In early 1946, what was by then the Union of Patriots became the National Popular Party, with Vlădescu-Răcoasa as vice president. The party soon decided to take part in the upcoming election as part of the FND. In September, he replaced the deceased Mitiță Constantinescu as party president, and in the November election, won a seat as deputy for his home county. The following day, he was named full professor of economic sociology and social policy at the Bucharest Academy of Economic Studies (ASE).

===Diplomatic posting and later years===
In November 1947, Vlădescu-Răcoasa was named ambassador to the Soviet Union, and was also accredited to Finland. He arrived in Moscow in December, and in February 1948, was present for the signing of a friendship treaty between the Soviet Union and what was now the Romanian People's Republic. In April, while on a visit to Bucharest, he was named to the Great National Assembly committee preparing the 1948 Constitution of Romania, delivering a noted speech in favor of the initiative to the full assembly. In May, he was awarded the Order of the Star of the Romanian People's Republic, second class. In February 1949, while Vlădescu-Răcoasa was in Moscow, his party voted to dissolve itself. In August, he left Moscow, and his appointment formally ended in October. The termination of his ambassadorial mission was linked to the gradual decline in Foreign Minister Ana Pauker's influence.

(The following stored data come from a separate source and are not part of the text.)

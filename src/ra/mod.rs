//! The register-allocation context and its driver.
//!
//! A [RaContext] is created once per compiler and reused across functions:
//! [RaContext::compile] runs the full phase sequence for one function and
//! [RaContext::reset] throws the per-function state away (optionally
//! returning the backing memory too). The phase ordering is strict:
//!
//! ```text
//! fetch -> sweep -> liveness -> annotate (if logging) -> translate
//! ```
//!
//! `fetch` and `translate` belong to the architecture back-end and are
//! reached through the [RaBackend] trait; everything in between is this
//! crate. The context owns the zone arena all liveness bit arrays live in,
//! the dense table of tracked vregs, the memory-cell store, and the
//! worklists `fetch` seeds (unreachable starts, returning nodes, and
//! conditional jumps for the back-end's own use).

mod annotate;
pub mod cells;
mod liveness;
mod sweep;

use crate::{
    ir::{Func, NodeIdx, VregIdx},
    log,
    ra::cells::{CellIdx, RaCell},
    zone::Zone,
    LocalIdx, RaError,
};
use index_vec::IndexVec;

/// The two passes an architecture back-end supplies.
///
/// `fetch` runs instruction selection: it must attach work-data to every
/// node control flow can reach ([Func::attach_work]), register every vreg
/// the function touches ([RaContext::add_local]), and seed the context's
/// worklists ([RaContext::add_unreachable], [RaContext::add_returning],
/// [RaContext::add_jcc]). `translate` runs register assignment and emission;
/// by the time it is called, liveness bits and (once it asks for cells)
/// frame offsets are available.
///
/// Errors from either pass abort [RaContext::compile] and are propagated
/// verbatim.
pub trait RaBackend {
    fn fetch(&mut self, func: &mut Func, ra: &mut RaContext) -> Result<(), RaError>;
    fn translate(&mut self, func: &mut Func, ra: &mut RaContext) -> Result<(), RaError>;
}

pub struct RaContext {
    pub(crate) zone: Zone,

    /// The node following the current function's end node; terminates
    /// forward walks.
    pub(crate) stop: Option<NodeIdx>,
    /// Where the back-end may append out-of-line code (spills, epilogue
    /// fixups). Starts at the function end node.
    extra_block: Option<NodeIdx>,

    pub(crate) unreachable_list: Vec<NodeIdx>,
    pub(crate) returning_list: Vec<NodeIdx>,
    pub(crate) jcc_list: Vec<NodeIdx>,

    /// The vregs this function touches, indexed by [LocalIdx]. Liveness bit
    /// `i` is the vreg at position `i`.
    pub(crate) context_vd: Vec<VregIdx>,

    pub(crate) cells: IndexVec<CellIdx, RaCell>,
    pub(crate) mem_var_cells: Option<CellIdx>,
    pub(crate) mem_stack_cells: Option<CellIdx>,
    /// Per-size-class counts of variable cells, largest class (64) first.
    pub(crate) mem_vars_used: [u32; 7],
    pub(crate) mem_stack_cells_used: u32,
    pub(crate) mem_max_align: u32,
    pub(crate) mem_var_total: u32,
    pub(crate) mem_stack_total: u32,
    pub(crate) mem_all_total: u32,

    annotation_length: usize,
}

impl RaContext {
    pub fn new() -> Self {
        Self {
            zone: Zone::new(),
            stop: None,
            extra_block: None,
            unreachable_list: Vec::new(),
            returning_list: Vec::new(),
            jcc_list: Vec::new(),
            context_vd: Vec::new(),
            cells: IndexVec::new(),
            mem_var_cells: None,
            mem_stack_cells: None,
            mem_vars_used: [0; 7],
            mem_stack_cells_used: 0,
            mem_max_align: 0,
            mem_var_total: 0,
            mem_stack_total: 0,
            mem_all_total: 0,
            annotation_length: 12,
        }
    }

    /// Run the full pipeline for one function. On error the partially built
    /// state is left in place; [reset](RaContext::reset) before reuse.
    pub fn compile<B: RaBackend>(&mut self, func: &mut Func, be: &mut B) -> Result<(), RaError> {
        self.stop = func.stop();
        self.extra_block = Some(func.end());

        be.fetch(func, self)?;
        self.remove_unreachable_code(func)?;
        self.liveness_analysis(func)?;

        if log::should_log_ra() {
            self.annotate(func)?;
            log::log_ra(&func.display().to_string());
        }

        be.translate(func, self)?;

        // Nodes may have disappeared and it is forbidden to append code
        // after compilation, so the cursor must not survive.
        func.clear_cursor();
        Ok(())
    }

    /// Throw away all per-function state. With `release_memory`, backing
    /// allocations are returned to the system instead of being retained for
    /// the next function.
    pub fn reset(&mut self, release_memory: bool) {
        self.zone.reset(release_memory);
        self.stop = None;
        self.extra_block = None;
        if release_memory {
            self.unreachable_list = Vec::new();
            self.returning_list = Vec::new();
            self.jcc_list = Vec::new();
            self.context_vd = Vec::new();
            self.cells = IndexVec::new();
        } else {
            self.unreachable_list.clear();
            self.returning_list.clear();
            self.jcc_list.clear();
            self.context_vd.clear();
            self.cells.raw.clear();
        }
        self.mem_var_cells = None;
        self.mem_stack_cells = None;
        self.mem_vars_used = [0; 7];
        self.mem_stack_cells_used = 0;
        self.mem_max_align = 0;
        self.mem_var_total = 0;
        self.mem_stack_total = 0;
        self.mem_all_total = 0;
        self.annotation_length = 12;
    }

    /// Undo what the allocator wrote into the function's vregs and forget
    /// the local table, retaining its capacity for the next function.
    pub fn cleanup(&mut self, func: &mut Func) {
        for &v in &self.context_vd {
            let vreg = func.vreg_mut(v);
            vreg.local_id = None;
            vreg.phys_id = None;
            vreg.cell = None;
        }
        self.context_vd.clear();
        self.extra_block = None;
    }

    /// Track a vreg, assigning it the next dense local id. Idempotent.
    pub fn add_local(&mut self, func: &mut Func, v: VregIdx) -> LocalIdx {
        if let Some(lid) = func.vreg(v).local_id() {
            return lid;
        }
        let lid = LocalIdx::from_usize(self.context_vd.len());
        self.context_vd.push(v);
        func.vreg_mut(v).local_id = Some(lid);
        lid
    }

    /// Nominate a node as the start of a statically unreachable run.
    pub fn add_unreachable(&mut self, n: NodeIdx) {
        self.unreachable_list.push(n);
    }

    /// Nominate a node as returning from the function; the liveness solver
    /// walks backwards from each of these.
    pub fn add_returning(&mut self, n: NodeIdx) {
        self.returning_list.push(n);
    }

    /// Record a conditional jump for the back-end's translate pass.
    pub fn add_jcc(&mut self, n: NodeIdx) {
        self.jcc_list.push(n);
    }

    pub fn locals(&self) -> &[VregIdx] {
        &self.context_vd
    }

    /// Is `v` in `n`'s live-in set? Meaningful once liveness analysis has
    /// run; false for nodes without work-data or before analysis.
    pub fn is_live(&self, func: &Func, n: NodeIdx, v: VregIdx) -> bool {
        let Some(lid) = func.vreg(v).local_id() else {
            return false;
        };
        func.node(n)
            .work()
            .and_then(|wd| wd.liveness())
            .is_some_and(|b| b.get(&self.zone, usize::from(lid)))
    }

    pub fn jcc_nodes(&self) -> &[NodeIdx] {
        &self.jcc_list
    }

    pub fn extra_block(&self) -> Option<NodeIdx> {
        self.extra_block
    }

    pub fn set_extra_block(&mut self, n: NodeIdx) {
        self.extra_block = Some(n);
    }

    pub fn annotation_length(&self) -> usize {
        self.annotation_length
    }

    pub fn set_annotation_length(&mut self, len: usize) {
        self.annotation_length = len;
    }
}

impl Default for RaContext {
    fn default() -> Self {
        Self::new()
    }
}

By 1951, Vlădescu-Răcoasa was rector of ASE, professor in its faculty of cooperation, and principal researcher at the Romanian Academy's juridical section. In December 1952, he was named director of the Central University Library of Bucharest, serving until September 1956. From 1957 to 1963, he worked as scientific director at the Academy's library. His complete marginalization from politics during the 1950s coincided with a ban on sociological teaching. Although this was partly relaxed in the 1960s, Vlădescu-Răcoasa had already reached retirement age, and spent the rest of his years in seclusion. His wife died in September 1975, following a long illness. Vlădescu-Răcoasa died at his Bucharest home in December 1989, aged 94. Four days later, he was incinerated at Cenușa crematorium; his ashes were buried in Răcoasa. His son, who worked as an architect, died in 2002. His daughter died in Geneva in 2010.